Perciò, riguardo all’Italia, non facciamoci illusioni di poter stare tranquilli e poterci salvare con la nostra Democrazia,  bensì prepariamoci a difenderla e a salvarla dai sedicenti Democratici. Già in Parlamento stanno iniziando ad accadere  cose strane, con il ventre molle del Governo, l’ala di sinistra comunista dei 5 stelle, che combina pasticci chiedendo cose impossibili sulle infrastrutture e inciuciando in Parlamento. Quello che accade è il portato dei tentativi di stritolare la manovra governativa in una dimensione europea con ciò palesando il desiderio di schiantare un Governo e una piattaforma Parlamentare  dai tratti rivoluzionari. Di Maio e Salvini reggeranno l’urto?
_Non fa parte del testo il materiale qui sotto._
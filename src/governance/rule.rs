//! Governance rule handed to the cluster-mode initializer.

use uuid::Uuid;

use crate::governance::{GovernanceConfig, GovernanceError};

/// A coordination service endpoint parsed from `server_lists`.
#[derive(Debug, Clone, PartialEq, Eq)]
pub struct RegistryEndpoint {
    pub host: String,
    pub port: u16,
}

impl std::fmt::Display for RegistryEndpoint {
    fn fmt(&self, f: &mut std::fmt::Formatter<'_>) -> std::fmt::Result {
        write!(f, "{}:{}", self.host, self.port)
    }
}

/// Governance rule for one proxy instance.
#[derive(Debug, Clone)]
pub struct GovernanceRule {
    config: GovernanceConfig,
    endpoints: Vec<RegistryEndpoint>,
    instance_id: Uuid,
}

impl GovernanceRule {
    /// Build the rule, parsing the registry center server list.
    pub fn new(config: GovernanceConfig) -> Result<Self, GovernanceError> {
        let endpoints = parse_server_lists(&config.registry_center.server_lists)?;
        Ok(Self {
            config,
            endpoints,
            instance_id: Uuid::new_v4(),
        })
    }

    pub fn config(&self) -> &GovernanceConfig {
        &self.config
    }

    pub fn endpoints(&self) -> &[RegistryEndpoint] {
        &self.endpoints
    }

    /// Identifier this instance registers under in the cluster.
    pub fn instance_id(&self) -> Uuid {
        self.instance_id
    }
}

fn parse_server_lists(server_lists: &str) -> Result<Vec<RegistryEndpoint>, GovernanceError> {
    server_lists
        .split(',')
        .map(str::trim)
        .filter(|entry| !entry.is_empty())
        .map(|entry| {
            let invalid = || GovernanceError::InvalidServerList(entry.to_string());
            let (host, port) = entry.rsplit_once(':').ok_or_else(invalid)?;
            if host.is_empty() {
                return Err(invalid());
            }
            let port = port.parse::<u16>().map_err(|_| invalid())?;
            Ok(RegistryEndpoint {
                host: host.to_string(),
                port,
            })
        })
        .collect()
}

#[cfg(test)]
mod tests {
    use super::*;
    use crate::governance::RegistryCenterConfig;
    use std::collections::BTreeMap;

    fn config(servers: &str) -> GovernanceConfig {
        GovernanceConfig {
            name: "/gov".into(),
            registry_center: RegistryCenterConfig {
                registry_type: "ZooKeeper".into(),
                server_lists: servers.into(),
                props: BTreeMap::new(),
            },
            overwrite: false,
        }
    }

    #[test]
    fn test_parses_endpoints() {
        let rule = GovernanceRule::new(config("zk-0:2181, zk-1:2182,")).unwrap();
        let endpoints: Vec<_> = rule.endpoints().iter().map(ToString::to_string).collect();
        assert_eq!(endpoints, ["zk-0:2181", "zk-1:2182"]);
        assert_eq!(rule.config().name, "/gov");
    }

    #[test]
    fn test_rejects_bad_endpoint() {
        for servers in ["zk-0", "zk-0:port", ":2181"] {
            let err = GovernanceRule::new(config(servers)).unwrap_err();
            assert!(matches!(err, GovernanceError::InvalidServerList(_)), "{servers}");
        }
    }

    #[test]
    fn test_instance_ids_differ() {
        let a = GovernanceRule::new(config("zk:2181")).unwrap();
        let b = GovernanceRule::new(config("zk:2181")).unwrap();
        assert_ne!(a.instance_id(), b.instance_id());
    }
}
//! Conversion of the raw governance section into [`GovernanceConfig`].
//!
//! Two shapes are accepted:
//!
//! ```toml
//! [server.governance]
//! name = "governance_ds"
//! overwrite = false
//! [server.governance.registry_center]
//! type = "ZooKeeper"
//! server_lists = "localhost:2181"
//! ```
//!
//! and the flat shorthand `namespace` / `servers` / `type` / `props`.

use std::collections::BTreeMap;

use thiserror::Error;

use crate::governance::{GovernanceConfig, RegistryCenterConfig, DEFAULT_REGISTRY_TYPE};

/// The governance section does not have the expected structure.
#[derive(Debug, Clone, Error, PartialEq, Eq)]
pub enum ConfigShapeError {
    #[error("governance.{0} is required")]
    MissingField(&'static str),

    #[error("governance.{field} must be {expected}")]
    WrongType {
        field: String,
        expected: &'static str,
    },

    #[error("governance.{0} must not be empty")]
    Empty(&'static str),
}

/// Convert a raw governance section.
pub fn resolve_governance_config(raw: &toml::Table) -> Result<GovernanceConfig, ConfigShapeError> {
    let registry = match raw.get("registry_center") {
        Some(toml::Value::Table(table)) => Some(table),
        Some(_) => {
            return Err(ConfigShapeError::WrongType {
                field: "registry_center".into(),
                expected: "a table",
            })
        }
        None => None,
    };

    let name = match string_field(raw, "name", "name")? {
        Some(name) => Some(name),
        None => string_field(raw, "namespace", "namespace")?,
    }
    .ok_or(ConfigShapeError::MissingField("name"))?;
    if name.trim().is_empty() {
        return Err(ConfigShapeError::Empty("name"));
    }

    let server_lists = match registry {
        Some(table) => string_field(table, "server_lists", "registry_center.server_lists")?,
        None => string_field(raw, "servers", "servers")?,
    }
    .ok_or(ConfigShapeError::MissingField("registry_center.server_lists"))?;
    if server_lists.trim().is_empty() {
        return Err(ConfigShapeError::Empty("registry_center.server_lists"));
    }

    let registry_type = match registry {
        Some(table) => string_field(table, "type", "registry_center.type")?,
        None => string_field(raw, "type", "type")?,
    }
    .unwrap_or_else(|| DEFAULT_REGISTRY_TYPE.to_string());

    let props = match registry {
        Some(table) => props_field(table, "registry_center.props")?,
        None => props_field(raw, "props")?,
    };

    let overwrite = match raw.get("overwrite") {
        Some(toml::Value::Boolean(flag)) => *flag,
        Some(_) => {
            return Err(ConfigShapeError::WrongType {
                field: "overwrite".into(),
                expected: "a boolean",
            })
        }
        None => false,
    };

    Ok(GovernanceConfig {
        name,
        registry_center: RegistryCenterConfig {
            registry_type,
            server_lists,
            props,
        },
        overwrite,
    })
}

fn string_field(
    table: &toml::Table,
    key: &str,
    path: &str,
) -> Result<Option<String>, ConfigShapeError> {
    match table.get(key) {
        Some(toml::Value::String(value)) => Ok(Some(value.clone())),
        Some(_) => Err(ConfigShapeError::WrongType {
            field: path.to_string(),
            expected: "a string",
        }),
        None => Ok(None),
    }
}

fn props_field(
    table: &toml::Table,
    path: &str,
) -> Result<BTreeMap<String, String>, ConfigShapeError> {
    let props = match table.get("props") {
        Some(toml::Value::Table(props)) => props,
        Some(_) => {
            return Err(ConfigShapeError::WrongType {
                field: path.to_string(),
                expected: "a table",
            })
        }
        None => return Ok(BTreeMap::new()),
    };

    props
        .iter()
        .map(|(key, value)| {
            let text = match value {
                toml::Value::String(s) => s.clone(),
                toml::Value::Integer(i) => i.to_string(),
                toml::Value::Float(f) => f.to_string(),
                toml::Value::Boolean(b) => b.to_string(),
                _ => {
                    return Err(ConfigShapeError::WrongType {
                        field: format!("{path}.{key}"),
                        expected: "a scalar",
                    })
                }
            };
            Ok((key.clone(), text))
        })
        .collect()
}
A tutti è chiaro il senso giallo verde  di un allaccio al Popolo e alla Nazione che riflette laribellione verso le elite della Globalizzazione, di cui Brexit e Trump hanno dato quello spessore politico in Occidente che i Dem stanno cercando di erodere anche con qualche risultato ottenuto disprezzando la Democrazia con fatti oltre che parole.  I Dem hanno sempre meno voti ma non sono sconfitti, e  la loro idea di una Democrazia senza coinvolgimento concettuale del popolo, cioè ridotta ad un dato formale patinato e chic senza sudore, carne e sangue,  è viva e vegeta nei Palazzi di governo di Washington e Londra.
Non oso pensare  cosa possa accadere in Italia se Trump e la Brexit fossero sconfitti nel 2020, ma mi preparo a tutto, anche a dover fronteggiare, come dovrebbe farlo ogni italiano Libero e Forte,  il disegno di un Governo di Mattarella con Cottarelli Primo Ministro, Bonino ministro degli Esteri, Monti all’Economia, Fornero al Welfare State e Laura Boldrini agli Interni.  Non so cosa pensiate voi, ma per quanto mi riguarda dico a lorsignori di non farsi illusioni: ciao ciao  Democrazia e  ciao ciao Italia gli italiani non lo diranno mai.